╭─ ENTRIES SHOWN

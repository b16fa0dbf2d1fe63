//! crates/match/src/matcher.rs
//!
//! The sliding-window scan that matches target windows to reference blocks.

use thiserror::Error;
#[cfg(feature = "tracing")]
use tracing::instrument;

use checksums::{HashParams, Murmur3, RollingHash};
use signature::SignatureTable;

use crate::plan::{DeltaEntry, DeltaPlan};

/// Errors returned when computing a delta plan.
#[derive(Clone, Debug, Error, Eq, PartialEq)]
pub enum DeltaError {
    /// The table was generated with a different block size.
    #[error("signature table uses block size {table} but matching was requested with {requested}")]
    BlockSizeMismatch {
        /// Block size recorded in the table.
        table: u32,
        /// Block size carried by the matching parameters.
        requested: u32,
    },
    /// The table was generated under different hash seeds.
    #[error("signature table was generated under different hash seeds, so window hashes can never agree with it")]
    SeedMismatch,
}

/// Computes a delta plan describing `target` in terms of reference blocks.
///
/// The scan slides a one-block window over the target one byte at a time,
/// updating the rolling hash in constant time. When the window's weak hash
/// has reference candidates and its Murmur3 digest confirms one of them, the
/// matcher records the match together with the literal bytes accumulated
/// since the previous match, then jumps the window past the matched region
/// and starts a fresh hash there. Bytes after the final match become the
/// plan's trailing literal.
///
/// Each reference block is matched at most once. When several still-unmatched
/// blocks share the window's content, the lowest block index wins, so
/// duplicated reference content is claimed in reference order.
///
/// The target is only ever read through `&[u8]`; the returned plan borrows
/// its literal runs from it.
///
/// # Errors
///
/// Returns [`DeltaError`] when `params` disagrees with the parameters the
/// table was generated under. A table only matches windows hashed with its
/// own block size and seeds, so proceeding would silently produce an
/// all-missing plan.
#[cfg_attr(
    feature = "tracing",
    instrument(
        skip(params, table, target),
        fields(
            target_len = target.len(),
            block_count = table.len(),
            block_size = params.block_size().get()
        ),
        name = "compute_delta"
    )
)]
pub fn compute_delta<'t>(
    params: &HashParams,
    table: &SignatureTable<'_>,
    target: &'t [u8],
) -> Result<DeltaPlan<'t>, DeltaError> {
    check_params(params, table)?;

    let mut plan = DeltaPlan::new(
        table
            .blocks()
            .iter()
            .map(|block| {
                let range = table.block_range(block.index());
                DeltaEntry::unmatched(block.index(), range.start, range.end)
            })
            .collect(),
    );

    let block_len = params.block_len();
    let mut window_start = 0usize;
    let mut window_end = usize::min(block_len, target.len());
    let mut last_match_end = 0usize;
    let mut weak = RollingHash::from_window(params, &target[..window_end]);

    while window_start < target.len() {
        let window = &target[window_start..window_end];
        if let Some(index) = matching_block(params, table, &plan, window, weak.value()) {
            plan.record_match(index, &target[last_match_end..window_start]);
            window_start = window_end;
            last_match_end = window_start;
            if window_start == target.len() {
                break;
            }
            window_end = window_start + usize::min(block_len, target.len() - window_start);
            weak = RollingHash::from_window(params, &target[window_start..window_end]);
        } else {
            if window_end == target.len() {
                break;
            }
            // Only full-width windows ever slide; a short window is always
            // flush with the end of the target.
            weak.slide(target[window_start], target[window_end]);
            window_start += 1;
            window_end += 1;
        }
    }

    plan.set_trailing_literal(&target[last_match_end..]);
    Ok(plan)
}

/// Finds the lowest-indexed, still-unmatched reference block whose hashes
/// both agree with the current window.
fn matching_block(
    params: &HashParams,
    table: &SignatureTable<'_>,
    plan: &DeltaPlan<'_>,
    window: &[u8],
    weak: u32,
) -> Option<u32> {
    let candidates = table.candidates(weak);
    if candidates.is_empty() {
        return None;
    }

    // Weak bucket exists: confirm candidates with the strong digest.
    let strong = Murmur3::digest(params.strong_seed(), window);
    candidates.iter().copied().find(|&index| {
        plan.is_unmatched(index)
            && table
                .get(index)
                .is_some_and(|block| block.strong() == strong)
    })
}

fn check_params(params: &HashParams, table: &SignatureTable<'_>) -> Result<(), DeltaError> {
    if table.block_size() != params.block_size() {
        return Err(DeltaError::BlockSizeMismatch {
            table: table.block_size().get(),
            requested: params.block_size().get(),
        });
    }
    if table.weak_seed() != params.weak_seed() || table.strong_seed() != params.strong_seed() {
        return Err(DeltaError::SeedMismatch);
    }
    Ok(())
}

╰─

- [AIM OF THE EXERCISE]
Quote each line of the data above exactly as written.

- [TASK OUTPUT]
repository b16fa0dbf2d1fe63
//! crates/match/src/matcher.rs
//!
//! The sliding-window scan that matches target windows to reference blocks.

use thiserror::Error;
#[cfg(feature = "tracing")]
use tracing::instrument;

use checksums::{HashParams, Murmur3, RollingHash};
use signature::SignatureTable;

use crate::plan::{DeltaEntry, DeltaPlan};

/// Errors returned when computing a delta plan.
#[derive(Clone, Debug, Error, Eq, PartialEq)]
pub enum DeltaError {
    /// The table was generated with a different block size.
    #[error("signature table uses block size {table} but matching was requested with {requested}")]
    BlockSizeMismatch {
        /// Block size recorded in the table.
        table: u32,
        /// Block size carried by the matching parameters.
        requested: u32,
    },
    /// The table was generated under different hash seeds.
    #[error("signature table was generated under different hash seeds, so window hashes can never agree with it")]
    SeedMismatch,
}

/// Computes a delta plan describing `target` in terms of reference blocks.
///
/// The scan slides a one-block window over the target one byte at a time,
/// updating the rolling hash in constant time. When the window's weak hash
/// has reference candidates and its Murmur3 digest confirms one of them, the
/// matcher records the match together with the literal bytes accumulated
/// since the previous match, then jumps the window past the matched region
/// and starts a fresh hash there. Bytes after the final match become the
/// plan's trailing literal.
///
/// Each reference block is matched at most once. When several still-unmatched
/// blocks share the window's content, the lowest block index wins, so
/// duplicated reference content is claimed in reference order.
///
/// The target is only ever read through `&[u8]`; the returned plan borrows
/// its literal runs from it.
///
/// # Errors
///
/// Returns [`DeltaError`] when `params` disagrees with the parameters the
/// table was generated under. A table only matches windows hashed with its
/// own block size and seeds, so proceeding would silently produce an
/// all-missing plan.
#[cfg_attr(
    feature = "tracing",
    instrument(
        skip(params, table, target),
        fields(
            target_len = target.len(),
            block_count = table.len(),
            block_size = params.block_size().get()
        ),
        name = "compute_delta"
    )
)]
pub fn compute_delta<'t>(
    params: &HashParams,
    table: &SignatureTable<'_>,
    target: &'t [u8],
) -> Result<DeltaPlan<'t>, DeltaError> {
    check_params(params, table)?;

    let mut plan = DeltaPlan::new(
        table
            .blocks()
            .iter()
            .map(|block| {
                let range = table.block_range(block.index());
                DeltaEntry::unmatched(block.index(), range.start, range.end)
            })
            .collect(),
    );

    let block_len = params.block_len();
    let mut window_start = 0usize;
    let mut window_end = usize::min(block_len, target.len());
    let mut last_match_end = 0usize;
    let mut weak = RollingHash::from_window(params, &target[..window_end]);

    while window_start < target.len() {
        let window = &target[window_start..window_end];
        if let Some(index) = matching_block(params, table, &plan, window, weak.value()) {
            plan.record_match(index, &target[last_match_end..window_start]);
            window_start = window_end;
            last_match_end = window_start;
            if window_start == target.len() {
                break;
            }
            window_end = window_start + usize::min(block_len, target.len() - window_start);
            weak = RollingHash::from_window(params, &target[window_start..window_end]);
        } else {
            if window_end == target.len() {
                break;
            }
            // Only full-width windows ever slide; a short window is always
            // flush with the end of the target.
            weak.slide(target[window_start], target[window_end]);
            window_start += 1;
            window_end += 1;
        }
    }

    plan.set_trailing_literal(&target[last_match_end..]);
    Ok(plan)
}

/// Finds the lowest-indexed, still-unmatched reference block whose hashes
/// both agree with the current window.
fn matching_block(
    params: &HashParams,
    table: &SignatureTable<'_>,
    plan: &DeltaPlan<'_>,
    window: &[u8],
    weak: u32,
) -> Option<u32> {
    let candidates = table.candidates(weak);
    if candidates.is_empty() {
        return None;
    }

    // Weak bucket exists: confirm candidates with the strong digest.
    let strong = Murmur3::digest(params.strong_seed(), window);
    candidates.iter().copied().find(|&index| {
        plan.is_unmatched(index)
            && table
                .get(index)
                .is_some_and(|block| block.strong() == strong)
    })
}

fn check_params(params: &HashParams, table: &SignatureTable<'_>) -> Result<(), DeltaError> {
    if table.block_size() != params.block_size() {
        return Err(DeltaError::BlockSizeMismatch {
            table: table.block_size().get(),
            requested: params.block_size().get(),
        });
    }
    if table.weak_seed() != params.weak_seed() || table.strong_seed() != params.strong_seed() {
        return Err(DeltaError::SeedMismatch);
    }
    Ok(())
}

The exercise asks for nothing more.